I get asked often how to tune a carburetor. Carburetors need occasional adjustment since they are manually tuned. Unlike Fuel injection on modern cars which is controlled by the onboard computer, carburetors depend on you to keep them in tune.
You should tune your carburetor in the summer, the winter, if you are driving in an altitude that has significantly changed, if you have modified the engine or added any parts that affect intake, exhaust, or timing. You should also adjust your carburetor if you change the timing on the distributor.
There are typically three types of carburetors:
- single barrel or monojet – When looking down on it from the top, this carburetor has only one ‘barrel’ and will have only one butterfly valve.
- two barrel – This carburetor will have two barrels when looking down from the top. You will also see two butterfly valves, one in each barrel.
- four barrel or quadrajet – A quadrajet is a type of four barrel, but does operate differently from a standard four barrel. Looking down from the top of either of these, you will see four barrels and four butterfly valves, one in each barrel.

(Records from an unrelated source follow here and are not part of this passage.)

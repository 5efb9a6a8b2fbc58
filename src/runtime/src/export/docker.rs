//! Docker image exports (`docker-archive`, `docker-dir`).

use std::collections::HashSet;
use std::io::Write;
use std::path::Path;

use serde::Serialize;
use tarbox_core::error::{Result, TarboxError};
use tarbox_core::CompressionAlgorithm;

use super::{
    append_bytes, append_reader, decompress_layer, digest_hex, short_digest, write_layers,
    ExportImage, LayerCompression, Progress,
};
use crate::oci::compress;
use crate::oci::OciImage;

const MANIFEST_MEDIA_TYPE: &str = "application/vnd.docker.distribution.manifest.v2+json";
const CONFIG_MEDIA_TYPE: &str = "application/vnd.docker.container.image.v1+json";
const LAYER_MEDIA_TYPE: &str = "application/vnd.docker.image.rootfs.diff.tar";
const DIR_VERSION: &[u8] = b"Directory Transport Version: 1.1\n";

/// One entry of a docker-archive `manifest.json`.
#[derive(Debug, Serialize)]
struct ArchiveManifestEntry {
    #[serde(rename = "Config")]
    config: String,
    #[serde(rename = "RepoTags")]
    repo_tags: Vec<String>,
    #[serde(rename = "Layers")]
    layers: Vec<String>,
}

/// Write one or more images as a `docker save` compatible tar stream.
///
/// Layers are stored uncompressed and named by their diff ID; blobs shared
/// between images are written once.
pub(crate) fn write_archive<W: Write>(
    images: &[ExportImage],
    out: W,
    progress: Progress,
) -> Result<()> {
    let mut builder = tar::Builder::new(out);
    let mut written: HashSet<String> = HashSet::new();
    let mut entries = Vec::with_capacity(images.len());

    for export in images {
        let image = &export.image;
        let mut layer_names = Vec::with_capacity(image.layers().len());

        for layer in image.layers() {
            progress.report(format!("Copying blob {}", short_digest(&layer.digest)));
            let (file, diff_id, size) = decompress_layer(layer)?;
            let name = format!("{}.tar", digest_hex(&diff_id));
            if written.insert(name.clone()) {
                append_reader(&mut builder, &name, size, file)?;
            }
            layer_names.push(name);
        }

        progress.report(format!("Copying config {}", short_digest(image.config_digest())));
        let config_name = format!("{}.json", digest_hex(image.config_digest()));
        if written.insert(config_name.clone()) {
            append_bytes(&mut builder, &config_name, image.config_bytes())?;
        }

        entries.push(ArchiveManifestEntry {
            config: config_name,
            repo_tags: export
                .names
                .iter()
                .filter(|name| !name.contains('@'))
                .cloned()
                .collect(),
            layers: layer_names,
        });
    }

    progress.report("Writing manifest to image destination");
    append_bytes(&mut builder, "manifest.json", &serde_json::to_vec(&entries)?)?;

    let mut out = builder
        .into_inner()
        .map_err(|e| TarboxError::Export(format!("Failed to finalize archive: {e}")))?;
    out.flush()?;
    Ok(())
}

/// Write the image as a Docker v2s2 directory (`version`, `manifest.json`,
/// and blobs named by digest hex).
pub(crate) fn write_dir(
    export: &ExportImage,
    dir: &Path,
    compression: Option<LayerCompression>,
    progress: Progress,
) -> Result<()> {
    let image = &export.image;
    std::fs::write(dir.join("version"), DIR_VERSION)?;

    let written = write_layers(image.layers(), compression, progress, |hex| dir.join(hex))?;

    progress.report(format!("Copying config {}", short_digest(image.config_digest())));
    std::fs::write(
        dir.join(digest_hex(image.config_digest())),
        image.config_bytes(),
    )?;

    let layers = written
        .iter()
        .map(|layer| {
            Ok(serde_json::json!({
                "mediaType": layer_media_type(layer.compression)?,
                "size": layer.size,
                "digest": layer.digest,
            }))
        })
        .collect::<Result<Vec<_>>>()?;

    let manifest = serde_json::json!({
        "schemaVersion": 2,
        "mediaType": MANIFEST_MEDIA_TYPE,
        "config": {
            "mediaType": CONFIG_MEDIA_TYPE,
            "size": image.config_bytes().len(),
            "digest": image.config_digest(),
        },
        "layers": layers,
    });

    progress.report("Writing manifest to image destination");
    std::fs::write(
        dir.join("manifest.json"),
        serde_json::to_vec_pretty(&manifest)?,
    )?;
    Ok(())
}

/// Fail unless every layer of `image` will be representable in a v2s2
/// manifest once `compression` is applied.
pub(crate) fn check_dir_layers(
    image: &OciImage,
    compression: Option<LayerCompression>,
) -> Result<()> {
    for layer in image.layers() {
        let written = match (compression, compress::detect_file(&layer.path)?) {
            (Some(target), None) => Some(target.algorithm),
            (_, existing) => existing,
        };
        layer_media_type(written).map_err(|_| {
            TarboxError::Export(format!(
                "docker-dir cannot carry layer {}: {} compressed layers are not supported",
                short_digest(&layer.digest),
                written.map(|alg| alg.as_str()).unwrap_or("uncompressed")
            ))
        })?;
    }
    Ok(())
}

/// Docker v2s2 media type for a layer; only gzip is representable.
fn layer_media_type(compression: Option<CompressionAlgorithm>) -> Result<String> {
    match compression {
        None => Ok(LAYER_MEDIA_TYPE.to_string()),
        Some(CompressionAlgorithm::Gzip) => Ok(format!("{LAYER_MEDIA_TYPE}.gzip")),
        Some(other) => Err(TarboxError::Export(format!(
            "docker-dir cannot carry {other} compressed layers"
        ))),
    }
}

#[cfg(test)]
mod tests {
    use super::*;
    use crate::oci::image::tests::create_test_image;
    use std::io::Read;
    use tempfile::TempDir;

    fn export_image(tmp: &TempDir, dir: &str, names: &[&str]) -> ExportImage {
        let src = tmp.path().join(dir);
        create_test_image(&src);
        ExportImage {
            image: OciImage::from_path(&src).unwrap(),
            names: names.iter().map(|s| s.to_string()).collect(),
        }
    }

    fn read_entries(bytes: &[u8]) -> Vec<(String, Vec<u8>)> {
        let mut archive = tar::Archive::new(bytes);
        archive
            .entries()
            .unwrap()
            .map(|entry| {
                let mut entry = entry.unwrap();
                let name = entry.path().unwrap().to_string_lossy().to_string();
                let mut data = Vec::new();
                entry.read_to_end(&mut data).unwrap();
                (name, data)
            })
            .collect()
    }

    #[test]
    fn test_archive_manifest_lists_tags_and_layers() {
        let tmp = TempDir::new().unwrap();
        let export = export_image(&tmp, "a", &["alpine:latest", "mirror/alpine:latest"]);

        let mut bytes = Vec::new();
        write_archive(&[export], &mut bytes, Progress::new(true)).unwrap();

        let entries = read_entries(&bytes);
        let (_, manifest) = entries.iter().find(|(n, _)| n == "manifest.json").unwrap();
        let manifest: serde_json::Value = serde_json::from_slice(manifest).unwrap();

        assert_eq!(manifest.as_array().unwrap().len(), 1);
        assert_eq!(
            manifest[0]["RepoTags"],
            serde_json::json!(["alpine:latest", "mirror/alpine:latest"])
        );
        let layers = manifest[0]["Layers"].as_array().unwrap();
        assert_eq!(layers.len(), 2);

        // Every referenced layer is an uncompressed tar present in the archive
        for layer in layers {
            let name = layer.as_str().unwrap();
            let (_, data) = entries.iter().find(|(n, _)| n == name).unwrap();
            let mut inner = tar::Archive::new(data.as_slice());
            assert!(inner.entries().unwrap().count() > 0);
        }
    }

    #[test]
    fn test_multi_image_archive_dedupes_shared_blobs() {
        let tmp = TempDir::new().unwrap();
        let first = export_image(&tmp, "a", &["alpine:latest"]);
        let second = export_image(&tmp, "b", &["busybox:1.36"]);

        let mut bytes = Vec::new();
        write_archive(&[first, second], &mut bytes, Progress::new(true)).unwrap();

        let entries = read_entries(&bytes);
        let (_, manifest) = entries.iter().find(|(n, _)| n == "manifest.json").unwrap();
        let manifest: serde_json::Value = serde_json::from_slice(manifest).unwrap();
        assert_eq!(manifest.as_array().unwrap().len(), 2);
        assert_eq!(manifest[1]["RepoTags"], serde_json::json!(["busybox:1.36"]));

        // Identical images share two layers and a config
        assert_eq!(entries.len(), 4);
    }

    #[test]
    fn test_dir_layout() {
        let tmp = TempDir::new().unwrap();
        let export = export_image(&tmp, "a", &["alpine:latest"]);
        let out = tmp.path().join("out");
        std::fs::create_dir_all(&out).unwrap();

        write_dir(&export, &out, None, Progress::new(true)).unwrap();

        assert_eq!(std::fs::read(out.join("version")).unwrap(), DIR_VERSION);
        let manifest: serde_json::Value =
            serde_json::from_slice(&std::fs::read(out.join("manifest.json")).unwrap()).unwrap();
        assert_eq!(manifest["mediaType"], MANIFEST_MEDIA_TYPE);
        assert_eq!(manifest["layers"][0]["mediaType"], LAYER_MEDIA_TYPE);
        assert_eq!(
            manifest["layers"][1]["mediaType"],
            "application/vnd.docker.image.rootfs.diff.tar.gzip"
        );
        for layer in export.image.layers() {
            assert!(out.join(digest_hex(&layer.digest)).exists());
        }
    }

    #[test]
    fn test_dir_with_gzip_compression() {
        let tmp = TempDir::new().unwrap();
        let export = export_image(&tmp, "a", &["alpine:latest"]);
        let out = tmp.path().join("out");
        std::fs::create_dir_all(&out).unwrap();

        let compression = LayerCompression {
            algorithm: CompressionAlgorithm::Gzip,
            level: 9,
        };
        write_dir(&export, &out, Some(compression), Progress::new(true)).unwrap();

        let manifest: serde_json::Value =
            serde_json::from_slice(&std::fs::read(out.join("manifest.json")).unwrap()).unwrap();
        for layer in manifest["layers"].as_array().unwrap() {
            assert_eq!(
                layer["mediaType"],
                "application/vnd.docker.image.rootfs.diff.tar.gzip"
            );
            let digest = layer["digest"].as_str().unwrap();
            assert!(out.join(digest_hex(digest)).exists());
        }
    }

    /// Replace the gzip layer of an exported test image with zstd data.
    fn recompress_second_layer_zstd(export: &ExportImage) {
        let layer = &export.image.layers()[1];
        let mut plain = Vec::new();
        compress::open_decompressed(&layer.path)
            .unwrap()
            .read_to_end(&mut plain)
            .unwrap();
        let zstd = zstd::encode_all(plain.as_slice(), 3).unwrap();
        std::fs::write(&layer.path, zstd).unwrap();
    }

    #[test]
    fn test_check_dir_layers() {
        let tmp = TempDir::new().unwrap();
        let export = export_image(&tmp, "a", &["alpine:latest"]);
        assert!(check_dir_layers(&export.image, None).is_ok());

        let gzip = LayerCompression {
            algorithm: CompressionAlgorithm::Gzip,
            level: 6,
        };
        assert!(check_dir_layers(&export.image, Some(gzip)).is_ok());

        let zstd = LayerCompression {
            algorithm: CompressionAlgorithm::Zstd,
            level: 3,
        };
        assert!(check_dir_layers(&export.image, Some(zstd)).is_err());
    }

    #[test]
    fn test_check_dir_layers_rejects_zstd_source_layer() {
        let tmp = TempDir::new().unwrap();
        let src = tmp.path().join("z");
        create_test_image(&src);
        let export = ExportImage {
            image: OciImage::from_path(&src).unwrap(),
            names: vec!["zimage:1".to_string()],
        };
        recompress_second_layer_zstd(&export);

        let err = check_dir_layers(&export.image, None).unwrap_err();
        assert!(err.to_string().contains("zstd compressed layers are not supported"));
    }

    #[test]
    fn test_layer_media_type_rejects_zstd() {
        assert!(layer_media_type(Some(CompressionAlgorithm::Zstd)).is_err());
    }
}
//! `tarbox save` command — Save one or more images to an archive.
//!
//! Writes to `--output` when given. Otherwise the archive is streamed to
//! stdout through a named pipe, which requires stdout to be redirected.

use clap::Args;
use tarbox_core::error::Result;
use tarbox_core::{ImageEngine, SaveFlags, TarboxConfig, TarboxError};

use crate::destination::{resolve_output, ProcessStdout, StdoutTarget};

#[derive(Args, Debug, Clone)]
pub struct SaveArgs {
    /// Image to save, followed by additional tags (or images with -m)
    #[arg(required = true, value_name = "IMAGE")]
    pub images: Vec<String>,

    /// Compress tarball image layers when saving to a directory using the
    /// 'dir' transport
    #[arg(long)]
    pub compress: bool,

    /// Compress tarball layers with this algorithm. Valid algs are bzip2,
    /// gzip, xz, zstd
    #[arg(long, value_name = "ALG")]
    pub compression_alg: Option<String>,

    /// Algorithm specific compression level to use
    #[arg(long, value_name = "LEVEL", allow_negative_numbers = true)]
    pub compression_level: Option<i32>,

    /// Save image to oci-archive, oci-dir (directory with oci manifest
    /// type), docker-archive, docker-dir (directory with v2s2 manifest type)
    #[arg(long, default_value = "docker-archive")]
    pub format: String,

    /// Write to a specified file (default: stdout, which must be redirected)
    #[arg(short, long, value_name = "FILE")]
    pub output: Option<String>,

    /// Suppress the output
    #[arg(short, long)]
    pub quiet: bool,

    /// Interpret additional arguments as images not tags and create a
    /// multi-image-archive (only for docker-archive)
    #[arg(
        short,
        long,
        num_args = 0..=1,
        require_equals = true,
        default_missing_value = "true",
        value_name = "BOOL"
    )]
    pub multi_image_archive: Option<bool>,
}

impl SaveArgs {
    /// Raw flag state, with unset flags taken from `config`.
    pub fn flags(&self, config: &TarboxConfig) -> SaveFlags {
        SaveFlags {
            format: self.format.clone(),
            output: self.output.clone().unwrap_or_default(),
            compress: self.compress,
            compression_alg: self.compression_alg.clone(),
            compression_level: self.compression_level,
            quiet: self.quiet,
            multi_image_archive: self
                .multi_image_archive
                .unwrap_or(config.engine.multi_image_archive),
        }
    }
}

pub async fn execute(
    args: SaveArgs,
    config: &TarboxConfig,
) -> std::result::Result<(), Box<dyn std::error::Error>> {
    let engine = super::open_engine(config);
    let flags = args.flags(config);
    save(&engine, &ProcessStdout, &args.images, flags).await?;
    Ok(())
}

/// Validate `flags`, settle the destination and run the export.
///
/// When streaming through a conduit, the conduit is always cleaned up. The
/// forwarder is only awaited after a successful export, so an export error
/// is never replaced by the broken pipe it causes downstream.
pub async fn save(
    engine: &dyn ImageEngine,
    stdout: &dyn StdoutTarget,
    images: &[String],
    flags: SaveFlags,
) -> Result<()> {
    let options = flags.validate()?;
    let Some((name_or_id, tags)) = images.split_first() else {
        return Err(TarboxError::Validation(
            "at least one image name or ID must be specified".to_string(),
        ));
    };

    let resolved = resolve_output(options, stdout)?;
    let options = resolved.options;

    tracing::debug!(
        image = %name_or_id,
        tags = tags.len(),
        format = %options.format,
        output = %options.output,
        "Saving image"
    );
    let exported = engine.save(name_or_id, tags, &options).await;

    let Some(conduit) = resolved.conduit else {
        return exported;
    };
    let signal = conduit.cleanup();
    match exported {
        Ok(()) => signal.wait().await,
        Err(e) => {
            tracing::debug!(error = %e, "Export failed, not waiting for forwarder");
            Err(e)
        }
    }
}
//! Image export engine abstraction.

use async_trait::async_trait;

use crate::error::Result;
use crate::options::SaveOptions;

/// Writes images to an archive.
///
/// `options.output` is always a non-empty path when `save` is called. It may
/// name a FIFO, so implementations must write archive formats sequentially
/// and must not seek or reopen the destination.
#[async_trait]
pub trait ImageEngine: Send + Sync {
    /// Export `name_or_id` (plus `tags`) according to `options`.
    ///
    /// With `options.multi_image_archive` set, `tags` are additional images
    /// rather than additional names for the first one.
    async fn save(&self, name_or_id: &str, tags: &[String], options: &SaveOptions) -> Result<()>;
}
use thiserror::Error;

/// Tarbox error types
#[derive(Error, Debug)]
pub enum TarboxError {
    /// Invalid flag value or flag combination
    #[error("{0}")]
    Validation(String),

    /// Standard output is attached to a terminal and no output file was given
    #[error("refusing to save to terminal. Use -o flag or redirect")]
    TerminalOutput,

    /// The stdout conduit could not be set up
    #[error("Failed to set up output pipe: {message}")]
    Conduit {
        message: String,
        #[source]
        source: Option<std::io::Error>,
    },

    /// The export engine failed to write the archive
    #[error("{0}")]
    Export(String),

    /// Relaying archive bytes to standard output failed
    #[error("Failed to write archive to stdout: {0}")]
    Forward(String),

    /// Image is not present in the local store
    #[error("Image not found: {0}")]
    ImageNotFound(String),

    /// Configuration error
    #[error("Configuration error: {0}")]
    Config(String),

    /// I/O error
    #[error("I/O error: {0}")]
    Io(#[from] std::io::Error),

    /// Serialization error
    #[error("Serialization error: {0}")]
    Serialization(String),
}

impl TarboxError {
    /// Build a conduit error wrapping an OS error.
    pub fn conduit(message: impl Into<String>, source: std::io::Error) -> Self {
        TarboxError::Conduit {
            message: format!("{}: {}", message.into(), source),
            source: Some(source),
        }
    }
}

impl From<serde_json::Error> for TarboxError {
    fn from(err: serde_json::Error) -> Self {
        TarboxError::Serialization(err.to_string())
    }
}

impl From<serde_yaml::Error> for TarboxError {
    fn from(err: serde_yaml::Error) -> Self {
        TarboxError::Serialization(err.to_string())
    }
}

/// Result type alias for Tarbox operations
pub type Result<T> = std::result::Result<T, TarboxError>;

Tuning any of these types of carburetors is pretty much the same. Near the base of the carburetor you will see one or two screws. One barrels have only one screw at the base. All other carburetors will have two screws. These screws are your mixture screws. They control how much fuel is let into the carburetor and mixed with air. If you have too much or to little fuel coming from your carburetor your engine will not run at it’s best. You will lose horse power, and have poor gas mileage. It’s important you tune your carburetor for optimum performance.
Here are the steps to tuning your carburetor:
- Start your engine and let it warm up
- Make sure your choke is open. If you have an electric choke it should be open at this point. If you have a manual choke, should check that it is open.

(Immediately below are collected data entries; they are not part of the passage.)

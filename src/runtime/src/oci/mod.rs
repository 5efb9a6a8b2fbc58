//! OCI image support for Tarbox.
//!
//! ```text
//! ┌─────────────────────────────────────────────────────────────┐
//! │                    OCI Image Layout                          │
//! │                                                              │
//! │  image/                                                      │
//! │  ├── oci-layout           (OCI layout marker)               │
//! │  ├── index.json           (Image index)                     │
//! │  └── blobs/                                                 │
//! │      └── sha256/                                            │
//! │          ├── <manifest>   (Image manifest)                  │
//! │          ├── <config>     (Image configuration)             │
//! │          └── <layers>     (Filesystem layers)               │
//! └─────────────────────────────────────────────────────────────┘
//! ```

pub mod compress;
pub(crate) mod image;
pub mod store;

pub use image::{LayerBlob, OciImage};
pub use store::{ImageStore, StoredImage};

- While the engine is running, start turning one of the screws at the base of the carburetor in the direction that causes your engine RPM to increase. Keep turning the screw as the RPM increases. At some point the RPM will peak, and start going back down. Once this happens, turn the screw back the opposite direction so that the RPM is back at it’s peak.
- If you have two screws at your base (two barrels, four barrels, and quadrajets), you now adjust the second screw at the base of the carburetor. Do the exact same thing you did with the first screw. Once the RPM has peaked with the second screw stop turning it.
- Now it’s time to adjust your engine RPM. Chances are at this point your engine RPM may be too high at idle. There will be another screw, near where your throttle linkage connects to the carburetor. Turn this screw to bring the RPMS up or down to an idle that you are happy with. Generally I keep my idle RPM around 700 RPMS, and this would probably be alright for the motor you are working on too.
NOTE: If you have multiple carburetors, adjust the mixture screws for each carburetor as stated above. The only difference is that when adjusting the idle RPM, the linkage that connects all the carburetors together will have a way to adjust RPM so that it keeps all the carburetors in sync.
That’s it! Your carburetor is now tuned! Go for a test drive and make sure it feels good. You should notice your throttle will be more responsive, and generally runs better. If not, you may have other problems such as a timing issue, or possibly problems with your carburetor which would require a repair.